[Recorded information]

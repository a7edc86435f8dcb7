//! Test-execution collaborator (pytest) and the outcome classifier.
//!
//! The classifier is the load-bearing piece: an empty result set is ambiguous
//! between "everything passes" and "nothing ran", so raw pytest results are
//! normalized into four distinct statuses before the Judge looks at them.
//! Pytest's exit codes carry the signal: 0 = pass, 1 = failures, 2 =
//! interrupted (collection errors), 5 = no tests collected.

use std::path::Path;
use std::process::Command;
use std::sync::OnceLock;

use anyhow::{Context, Result};
use regex::Regex;
use serde::{Deserialize, Serialize};

/// Pytest exit code for "no tests were collected".
const EXIT_NO_TESTS: i32 = 5;
/// Pytest exit code for "test session was interrupted" (collection errors).
const EXIT_INTERRUPTED: i32 = 2;

/// Raw result of one test-collaborator invocation.
#[derive(Debug, Clone)]
pub struct RawTestResult {
    /// Process exit code; `None` if the process was killed by a signal.
    pub exit_code: Option<i32>,
    pub output: String,
}

/// Normalized classification of a test run.
#[derive(Debug, Clone, Copy, PartialEq, Eq, Serialize, Deserialize)]
#[serde(rename_all = "snake_case")]
pub enum TestStatus {
    Passing,
    Failing,
    /// Zero tests ran because none exist; never conflated with passing.
    NoTestsCollected,
    /// Zero tests ran because collection itself failed (import errors etc).
    CollectionError,
}

/// Structured pass/fail/error totals from the pytest summary line.
#[derive(Debug, Clone, Copy, Default, PartialEq, Eq, Serialize, Deserialize)]
pub struct TestCounts {
    pub passed: u32,
    pub failed: u32,
    pub errors: u32,
}

/// Value handed to the Judge; discarded after the decision.
#[derive(Debug, Clone)]
pub struct TestOutcome {
    pub status: TestStatus,
    /// Absent for collection errors where no summary line was produced.
    pub counts: Option<TestCounts>,
    pub raw_summary: String,
}

/// The test-execution collaborator.
pub trait TestRunner: Send + Sync {
    /// Run the test suite scoped to `target` (a directory).
    fn run(&self, target: &Path) -> Result<RawTestResult>;
}

/// Subprocess pytest runner.
pub struct PytestRunner;

impl TestRunner for PytestRunner {
    fn run(&self, target: &Path) -> Result<RawTestResult> {
        let output = Command::new("pytest")
            .arg(target)
            .args(["-q", "--tb=short"])
            .output()
            .context("failed to launch pytest")?;
        let mut text = String::from_utf8_lossy(&output.stdout).to_string();
        text.push_str(&String::from_utf8_lossy(&output.stderr));
        Ok(RawTestResult {
            exit_code: output.status.code(),
            output: text,
        })
    }
}

fn counts_regex() -> &'static Regex {
    static RE: OnceLock<Regex> = OnceLock::new();
    RE.get_or_init(|| Regex::new(r"(\d+)\s+(passed|failed|error)").unwrap())
}

/// Parse pass/fail/error totals from the pytest `-q` summary line.
fn parse_counts(output: &str) -> TestCounts {
    let mut counts = TestCounts::default();
    for cap in counts_regex().captures_iter(output) {
        let n: u32 = cap[1].parse().unwrap_or(0);
        match &cap[2] {
            "passed" => counts.passed = n,
            "failed" => counts.failed = n,
            "error" => counts.errors = n,
            _ => {}
        }
    }
    counts
}

/// Trailing slice of the raw output carried into the trace.
fn summarize(output: &str) -> String {
    const KEEP: usize = 400;
    let trimmed = output.trim();
    if trimmed.len() <= KEEP {
        return trimmed.to_string();
    }
    let tail_start = trimmed.len() - KEEP;
    let boundary = trimmed
        .char_indices()
        .map(|(i, _)| i)
        .find(|&i| i >= tail_start)
        .unwrap_or(tail_start);
    format!("…{}", &trimmed[boundary..])
}

/// Normalize a raw test-execution result into a `TestOutcome`.
pub fn classify(raw: &RawTestResult) -> TestOutcome {
    let counts = parse_counts(&raw.output);
    let raw_summary = summarize(&raw.output);
    let collection_error_signature = raw.output.contains("errors during collection")
        || raw.output.contains("ERROR collecting");

    let status = match raw.exit_code {
        Some(0) => TestStatus::Passing,
        Some(EXIT_NO_TESTS) => TestStatus::NoTestsCollected,
        Some(EXIT_INTERRUPTED) => TestStatus::CollectionError,
        Some(1) => {
            // Exit 1 with nothing executed and error signatures in the output
            // is a collection failure, not a test failure.
            if collection_error_signature && counts.passed == 0 && counts.failed == 0 {
                TestStatus::CollectionError
            } else {
                TestStatus::Failing
            }
        }
        // Usage errors, internal errors, signals: nothing ran.
        _ => TestStatus::CollectionError,
    };

    let counts = match status {
        TestStatus::CollectionError => None,
        _ => Some(counts),
    };

    TestOutcome {
        status,
        counts,
        raw_summary,
    }
}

[/Recorded information]

**The task:** Transcribe exactly, and only, the lines from the opening line of the records through the line containing "const EXIT_INTERRUPTED: i32 = 2;".

**Output:**
repository a7edc86435f8dcb7
//! Test-execution collaborator (pytest) and the outcome classifier.
//!
//! The classifier is the load-bearing piece: an empty result set is ambiguous
//! between "everything passes" and "nothing ran", so raw pytest results are
//! normalized into four distinct statuses before the Judge looks at them.
//! Pytest's exit codes carry the signal: 0 = pass, 1 = failures, 2 =
//! interrupted (collection errors), 5 = no tests collected.

use std::path::Path;
use std::process::Command;
use std::sync::OnceLock;

use anyhow::{Context, Result};
use regex::Regex;
use serde::{Deserialize, Serialize};

/// Pytest exit code for "no tests were collected".
const EXIT_NO_TESTS: i32 = 5;
/// Pytest exit code for "test session was interrupted" (collection errors).
const EXIT_INTERRUPTED: i32 = 2;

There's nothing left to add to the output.